May 7 (UPI) — Businesses in Dandong are anticipating improvements in the Chinese border city as North Korea pledges economic reform and cooperation with its largest trading partner.
Chinese state tabloid Global Times reported Monday local Dandong residents are discussing the expected changes.
A Dandong source with the surname Long told the Chinese newspaper there is a reason for cautious optimism.
“If North Korea can truly try to develop its economy and increase trade with China, Dandong will hopefully see an economic boom thanks to its strategic location in Northeast Asia,” Long said.
“Considering the positive situation, the opening of the new Yalu River Bridge linking Dandong’s new city area and North Korea’s Sinuiju might be placed on the agenda in the near future,” the source added.
Before the inter-Korea summit and Kim Jong Un’s meeting with Xi Jinping in March, reports indicated Dandong was struggling under the weight of international sanctions.
The sanctions ban North Korea coal and iron ore exports.
The Global Times report did not mention how investors’ expectations are rising despite sanctions.
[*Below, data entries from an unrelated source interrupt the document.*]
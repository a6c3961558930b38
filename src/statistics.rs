//! Statistics about the different stages of the reduction pipeline.

use custom_debug_derive::Debug;
use std::{
    fs::File,
    io::Write,
    path::PathBuf,
    time::{Duration, Instant},
};

use crate::debug::opt_fmt;
use crate::{
    encoding::{CnfFormula, Literal},
    graph::Graph,
    Error,
};

#[derive(Debug, PartialEq, Eq)]
pub enum StatisticsLevel {
    None,
    Basic,
    Full,
}

impl From<u64> for StatisticsLevel {
    #[cfg(not(tarpaulin_include))]
    fn from(level: u64) -> Self {
        match level {
            0 => Self::None,
            1 => Self::Basic,
            _ => Self::Full,
        }
    }
}

#[derive(Debug)]
pub struct Statistics {
    // Meta information
    #[debug(skip)]
    level: StatisticsLevel,
    #[debug(skip)]
    out_file: PathBuf,
    // Timings
    #[debug(skip)]
    start_time: Instant,
    #[debug(with = "opt_fmt")]
    encoding_time: Option<Duration>,
    #[debug(with = "opt_fmt")]
    write_time: Option<Duration>,
    #[debug(with = "opt_fmt")]
    solver_time: Option<Duration>,
    #[debug(with = "opt_fmt")]
    decode_time: Option<Duration>,
    #[debug(with = "opt_fmt")]
    end_time: Option<Duration>,
    // Instance and formula shape
    graph_size: usize,
    edge_count: usize,
    clique_bound: usize,
    #[debug(with = "opt_fmt")]
    complement_edge_count: Option<usize>,
    #[debug(with = "opt_fmt")]
    variable_count: Option<Literal>,
    #[debug(with = "opt_fmt")]
    clause_count: Option<usize>,
    #[debug(with = "opt_fmt")]
    verdict: Option<&'static str>,
}

impl Statistics {
    #[cfg(not(tarpaulin_include))]
    pub fn new(level: StatisticsLevel, out_file: PathBuf, graph: &Graph) -> Self {
        debug_assert!(level != StatisticsLevel::None);

        let graph_size = graph.nodes_count() as usize;
        let edge_count = graph.number_edges();
        // The complement size follows from n and m without
        // another O(n^2) sweep.
        let complement_edge_count = if level == StatisticsLevel::Full {
            Some(graph_size * (graph_size - 1) / 2 - edge_count)
        } else {
            None
        };

        Statistics {
            level,
            out_file,
            start_time: Instant::now(),
            encoding_time: None,
            write_time: None,
            solver_time: None,
            decode_time: None,
            end_time: None,
            graph_size,
            edge_count,
            clique_bound: graph.min_clique_num() as usize,
            complement_edge_count,
            variable_count: None,
            clause_count: None,
            verdict: None,
        }
    }

    #[cfg(not(tarpaulin_include))]
    pub fn log_encoded(&mut self, formula: &CnfFormula, duration: Duration) {
        self.encoding_time = Some(duration);
        if self.level == StatisticsLevel::Full {
            self.variable_count = Some(formula.variable_count);
            self.clause_count = Some(formula.clauses.len());
        }
    }

    #[cfg(not(tarpaulin_include))]
    pub fn log_written(&mut self, duration: Duration) {
        self.write_time = Some(duration);
    }

    #[cfg(not(tarpaulin_include))]
    pub fn log_solved(&mut self, duration: Duration) {
        self.solver_time = Some(duration);
    }

    #[cfg(not(tarpaulin_include))]
    pub fn log_decoded(&mut self, duration: Duration) {
        self.decode_time = Some(duration);
    }

    #[cfg(not(tarpaulin_include))]
    pub fn log_verdict(&mut self, verdict: &'static str) {
        self.verdict = Some(verdict);
    }

    #[cfg(not(tarpaulin_include))]
    pub fn log_end(&mut self) {
        self.end_time = Some(self.start_time.elapsed());
    }

    #[cfg(not(tarpaulin_include))]
    pub fn save_statistics(&self) -> Result<(), Error> {
        let mut statistics_file = File::create(&self.out_file)?;
        write!(statistics_file, "Raw Statistics: {:#?}", self).map_err(Error::from)
    }
}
About 70 percent of China-North Korea trade takes place through Dandong, according to the report.
South Korea’s Korea Railroad Research Institute is also preparing for economic reform, despite South Korea’s unilateral sanctions against the North, that includes a ban on financial transactions.
Mun Hyung-suk, a member of a research team at the institute, told South Korean television network MBC the group is looking into ways to make South Korean trains adjust to Russian railroad tracks, should rail be reconnected across the Korean Peninsula.
Mun said researchers developed a variable gauge system in 2015 that allows South Korean railway vehicles to travel across a break of gauge caused by two railway networks with differing track gauges, or railroad tracks.